§ **Task description**
Set down each line of the data below exactly.

•••••

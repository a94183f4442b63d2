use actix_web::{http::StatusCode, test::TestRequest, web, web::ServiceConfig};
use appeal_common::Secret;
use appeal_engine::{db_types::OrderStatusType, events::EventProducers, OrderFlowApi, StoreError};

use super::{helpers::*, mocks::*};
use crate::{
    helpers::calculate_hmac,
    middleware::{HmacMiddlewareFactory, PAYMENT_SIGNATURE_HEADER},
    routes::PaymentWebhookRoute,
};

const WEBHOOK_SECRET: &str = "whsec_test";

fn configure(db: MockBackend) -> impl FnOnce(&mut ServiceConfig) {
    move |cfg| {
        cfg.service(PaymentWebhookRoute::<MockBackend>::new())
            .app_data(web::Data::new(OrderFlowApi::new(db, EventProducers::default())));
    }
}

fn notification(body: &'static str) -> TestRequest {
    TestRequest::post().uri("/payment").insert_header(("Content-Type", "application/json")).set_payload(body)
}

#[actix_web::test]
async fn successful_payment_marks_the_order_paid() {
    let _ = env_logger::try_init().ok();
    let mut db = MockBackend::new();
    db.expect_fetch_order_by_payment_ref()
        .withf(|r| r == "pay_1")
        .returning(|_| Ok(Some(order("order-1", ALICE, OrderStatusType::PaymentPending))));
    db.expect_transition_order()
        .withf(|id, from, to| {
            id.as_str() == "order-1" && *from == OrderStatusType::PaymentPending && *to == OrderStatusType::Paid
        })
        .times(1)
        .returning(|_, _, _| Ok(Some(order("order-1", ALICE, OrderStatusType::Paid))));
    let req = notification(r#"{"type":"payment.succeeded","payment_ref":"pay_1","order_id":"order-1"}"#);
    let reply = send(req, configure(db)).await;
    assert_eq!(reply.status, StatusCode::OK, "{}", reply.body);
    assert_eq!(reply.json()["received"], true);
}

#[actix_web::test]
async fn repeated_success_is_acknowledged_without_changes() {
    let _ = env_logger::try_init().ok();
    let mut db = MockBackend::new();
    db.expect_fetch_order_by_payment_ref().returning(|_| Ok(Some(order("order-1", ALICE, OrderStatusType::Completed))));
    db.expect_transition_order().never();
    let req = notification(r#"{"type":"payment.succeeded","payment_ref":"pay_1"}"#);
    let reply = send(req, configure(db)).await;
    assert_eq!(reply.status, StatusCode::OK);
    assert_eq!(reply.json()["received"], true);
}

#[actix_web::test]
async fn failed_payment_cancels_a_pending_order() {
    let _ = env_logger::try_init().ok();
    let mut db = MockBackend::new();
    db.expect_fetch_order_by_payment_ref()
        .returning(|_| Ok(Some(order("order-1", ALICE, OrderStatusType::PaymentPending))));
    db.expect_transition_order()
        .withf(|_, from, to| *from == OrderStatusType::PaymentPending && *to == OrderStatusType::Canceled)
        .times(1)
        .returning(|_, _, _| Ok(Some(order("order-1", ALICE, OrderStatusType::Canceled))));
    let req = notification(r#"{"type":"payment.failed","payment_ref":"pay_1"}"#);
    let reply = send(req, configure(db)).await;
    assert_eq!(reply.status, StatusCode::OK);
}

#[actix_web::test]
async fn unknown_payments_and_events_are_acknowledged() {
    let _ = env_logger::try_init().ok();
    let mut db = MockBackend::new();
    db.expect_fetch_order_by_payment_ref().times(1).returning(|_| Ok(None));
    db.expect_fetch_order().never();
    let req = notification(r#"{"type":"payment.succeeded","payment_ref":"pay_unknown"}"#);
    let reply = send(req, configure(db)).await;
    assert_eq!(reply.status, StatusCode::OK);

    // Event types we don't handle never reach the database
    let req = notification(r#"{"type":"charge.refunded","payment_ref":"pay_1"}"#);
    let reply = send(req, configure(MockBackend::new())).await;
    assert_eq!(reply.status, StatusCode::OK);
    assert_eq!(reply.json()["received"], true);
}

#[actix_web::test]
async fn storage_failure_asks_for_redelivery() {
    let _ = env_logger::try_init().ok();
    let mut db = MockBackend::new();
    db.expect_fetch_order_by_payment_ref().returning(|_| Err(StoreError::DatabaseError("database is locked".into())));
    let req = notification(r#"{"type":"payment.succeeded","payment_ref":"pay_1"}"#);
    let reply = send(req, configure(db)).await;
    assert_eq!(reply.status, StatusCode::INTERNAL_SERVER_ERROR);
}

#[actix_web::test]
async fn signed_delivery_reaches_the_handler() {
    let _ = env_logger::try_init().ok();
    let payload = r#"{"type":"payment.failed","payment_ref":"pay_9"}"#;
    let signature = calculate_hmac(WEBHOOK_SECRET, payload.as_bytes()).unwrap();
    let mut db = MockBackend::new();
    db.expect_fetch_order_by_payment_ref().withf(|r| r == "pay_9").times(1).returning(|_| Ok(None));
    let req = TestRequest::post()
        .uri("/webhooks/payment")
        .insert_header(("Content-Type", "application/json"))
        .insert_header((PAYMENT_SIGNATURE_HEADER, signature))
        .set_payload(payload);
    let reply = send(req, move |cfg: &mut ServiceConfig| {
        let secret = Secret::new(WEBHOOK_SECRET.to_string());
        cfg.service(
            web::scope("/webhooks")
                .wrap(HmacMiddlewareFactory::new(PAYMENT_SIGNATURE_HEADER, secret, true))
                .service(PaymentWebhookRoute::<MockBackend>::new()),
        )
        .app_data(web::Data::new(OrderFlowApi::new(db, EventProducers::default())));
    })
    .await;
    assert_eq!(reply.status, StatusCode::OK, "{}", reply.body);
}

•••••

§ **Task output**
repository a94183f4442b63d2
use actix_web::{http::StatusCode, test::TestRequest, web, web::ServiceConfig};
use appeal_common::Secret;
use appeal_engine::{db_types::OrderStatusType, events::EventProducers, OrderFlowApi, StoreError};

use super::{helpers::*, mocks::*};
use crate::{
    helpers::calculate_hmac,
    middleware::{HmacMiddlewareFactory, PAYMENT_SIGNATURE_HEADER},
    routes::PaymentWebhookRoute,
};

const WEBHOOK_SECRET: &str = "whsec_test";

fn configure(db: MockBackend) -> impl FnOnce(&mut ServiceConfig) {
    move |cfg| {
        cfg.service(PaymentWebhookRoute::<MockBackend>::new())
            .app_data(web::Data::new(OrderFlowApi::new(db, EventProducers::default())));
    }
}

fn notification(body: &'static str) -> TestRequest {
    TestRequest::post().uri("/payment").insert_header(("Content-Type", "application/json")).set_payload(body)
}

#[actix_web::test]
async fn successful_payment_marks_the_order_paid() {
    let _ = env_logger::try_init().ok();
    let mut db = MockBackend::new();
    db.expect_fetch_order_by_payment_ref()
        .withf(|r| r == "pay_1")
        .returning(|_| Ok(Some(order("order-1", ALICE, OrderStatusType::PaymentPending))));
    db.expect_transition_order()
        .withf(|id, from, to| {
            id.as_str() == "order-1" && *from == OrderStatusType::PaymentPending && *to == OrderStatusType::Paid
        })
        .times(1)
        .returning(|_, _, _| Ok(Some(order("order-1", ALICE, OrderStatusType::Paid))));
    let req = notification(r#"{"type":"payment.succeeded","payment_ref":"pay_1","order_id":"order-1"}"#);
    let reply = send(req, configure(db)).await;
    assert_eq!(reply.status, StatusCode::OK, "{}", reply.body);
    assert_eq!(reply.json()["received"], true);
}

#[actix_web::test]
async fn repeated_success_is_acknowledged_without_changes() {
    let _ = env_logger::try_init().ok();
    let mut db = MockBackend::new();
    db.expect_fetch_order_by_payment_ref().returning(|_| Ok(Some(order("order-1", ALICE, OrderStatusType::Completed))));
    db.expect_transition_order().never();
    let req = notification(r#"{"type":"payment.succeeded","payment_ref":"pay_1"}"#);
    let reply = send(req, configure(db)).await;
    assert_eq!(reply.status, StatusCode::OK);
    assert_eq!(reply.json()["received"], true);
}

#[actix_web::test]
async fn failed_payment_cancels_a_pending_order() {
    let _ = env_logger::try_init().ok();
    let mut db = MockBackend::new();
    db.expect_fetch_order_by_payment_ref()
        .returning(|_| Ok(Some(order("order-1", ALICE, OrderStatusType::PaymentPending))));
    db.expect_transition_order()
        .withf(|_, from, to| *from == OrderStatusType::PaymentPending && *to == OrderStatusType::Canceled)
        .times(1)
        .returning(|_, _, _| Ok(Some(order("order-1", ALICE, OrderStatusType::Canceled))));
    let req = notification(r#"{"type":"payment.failed","payment_ref":"pay_1"}"#);
    let reply = send(req, configure(db)).await;
    assert_eq!(reply.status, StatusCode::OK);
}

#[actix_web::test]
async fn unknown_payments_and_events_are_acknowledged() {
    let _ = env_logger::try_init().ok();
    let mut db = MockBackend::new();
    db.expect_fetch_order_by_payment_ref().times(1).returning(|_| Ok(None));
    db.expect_fetch_order().never();
    let req = notification(r#"{"type":"payment.succeeded","payment_ref":"pay_unknown"}"#);
    let reply = send(req, configure(db)).await;
    assert_eq!(reply.status, StatusCode::OK);

    // Event types we don't handle never reach the database
    let req = notification(r#"{"type":"charge.refunded","payment_ref":"pay_1"}"#);
    let reply = send(req, configure(MockBackend::new())).await;
    assert_eq!(reply.status, StatusCode::OK);
    assert_eq!(reply.json()["received"], true);
}

#[actix_web::test]
async fn storage_failure_asks_for_redelivery() {
    let _ = env_logger::try_init().ok();
    let mut db = MockBackend::new();
    db.expect_fetch_order_by_payment_ref().returning(|_| Err(StoreError::DatabaseError("database is locked".into())));
    let req = notification(r#"{"type":"payment.succeeded","payment_ref":"pay_1"}"#);
    let reply = send(req, configure(db)).await;
    assert_eq!(reply.status, StatusCode::INTERNAL_SERVER_ERROR);
}

#[actix_web::test]
async fn signed_delivery_reaches_the_handler() {
    let _ = env_logger::try_init().ok();
    let payload = r#"{"type":"payment.failed","payment_ref":"pay_9"}"#;
    let signature = calculate_hmac(WEBHOOK_SECRET, payload.as_bytes()).unwrap();
    let mut db = MockBackend::new();
    db.expect_fetch_order_by_payment_ref().withf(|r| r == "pay_9").times(1).returning(|_| Ok(None));
    let req = TestRequest::post()
        .uri("/webhooks/payment")
        .insert_header(("Content-Type", "application/json"))
        .insert_header((PAYMENT_SIGNATURE_HEADER, signature))
        .set_payload(payload);
    let reply = send(req, move |cfg: &mut ServiceConfig| {
        let secret = Secret::new(WEBHOOK_SECRET.to_string());
        cfg.service(
            web::scope("/webhooks")
                .wrap(HmacMiddlewareFactory::new(PAYMENT_SIGNATURE_HEADER, secret, true))
                .service(PaymentWebhookRoute::<MockBackend>::new()),
        )
        .app_data(web::Data::new(OrderFlowApi::new(db, EventProducers::default())));
    })
    .await;
    assert_eq!(reply.status, StatusCode::OK, "{}", reply.body);
}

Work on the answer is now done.